Chd7 Collaborates with Sox2 to Regulate Activation of Oligodendrocyte Precursor Cells after Spinal Cord Injury

Oligodendrocyte precursor cells (OPCs) act as a reservoir of new oligodendrocytes (OLs) in homeostatic and pathological conditions. OPCs are activated in response to injury to generate myelinating OLs, but the underlying mechanisms remain poorly understood. Here, we show that chromodomain helicase DNA binding protein 7 (Chd7) regulates OPC activation after spinal cord injury (SCI). Chd7 is expressed in OPCs in the adult spinal cord and its expression is upregulated with a concomitant increase in Sox2 expression after SCI. OPC-specific ablation of Chd7 in injured mice leads to reduced OPC proliferation, the loss of OPC identity, and impaired OPC differentiation. Ablation of Chd7 or Sox2 in cultured OPCs shows similar phenotypes to those observed in Chd7 knock-out mice. Chd7 and Sox2 form a complex in OPCs and bind to the promoters or enhancers of the regulator of cell cycle (Rgcc) and protein kinase C theta (PKC theta) genes, thereby inducing their expression.

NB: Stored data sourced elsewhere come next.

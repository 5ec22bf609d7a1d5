// This Source Code Form is subject to the terms of the Mozilla Public
// License, v. 2.0. If a copy of the MPL was not distributed with this
// file, You can obtain one at https://mozilla.org/MPL/2.0/.

//! Living-room detection and curation for rendered floor plans
//!
//! This crate provides a complete pipeline for:
//! 1. Rasterizing layouts produced by `floorgen-layout`
//! 2. Finding the outer floor boundary and the near-white regions inside it
//! 3. Curating a set of plans with exactly one living room, labeled
//! 4. Ranking connected plans by living area
//!
//! # Usage
//!
//! ```rust,ignore
//! use floorgen_vision::{curate_directory, CurationConfig, DetectionConfig};
//!
//! let report = curate_directory(
//!     Path::new("output"),
//!     Path::new("finaloutput"),
//!     &DetectionConfig::default(),
//!     &CurationConfig::default(),
//! )?;
//! println!("{} images selected", report.selected.len());
//! ```

pub mod config;
pub mod contour_ops;
pub mod curation;
pub mod error;
pub mod image_ops;
pub mod pipeline;
pub mod ranking;
pub mod region_detector;
pub mod render;
pub mod storage;
pub mod types;

// Re-export commonly used types and functions
pub use config::PipelineConfig;
pub use curation::{
    curate_directory, label_image, select_curated, write_curated, CuratedEntry, CuratedSet,
    CurationReport, CurationWarning, Partition,
};
pub use error::{Result, VisionError};
pub use pipeline::{run_pipeline, FirstFloorOutput, PipelineReport};
pub use ranking::{rank_plans, select_connected_plans, RankedPlan};
pub use region_detector::{detect_living_rooms, is_connected, living_area};
pub use render::{render_layout, Palette, RenderConfig};
pub use types::{
    ColorRange, CurationConfig, DetectionConfig, DetectionRecord, LabelStyle, Point2D,
    RankingConfig,
};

The expression of Rgcc and PKC theta is reduced in the OPCs of the injured Chd7 knock-out mice. In cultured OPCs, overexpression and knock-down of Rgcc or PKC theta promote and suppress OPC proliferation, respectively. Furthermore, overexpression of both Rgcc and PKC theta rescues the Chd7 deletion phenotypes. Chd7 is thus a key regulator of OPC activation, in which it cooperates with Sox2 and acts via direct induction of Rgcc and PKC theta expression.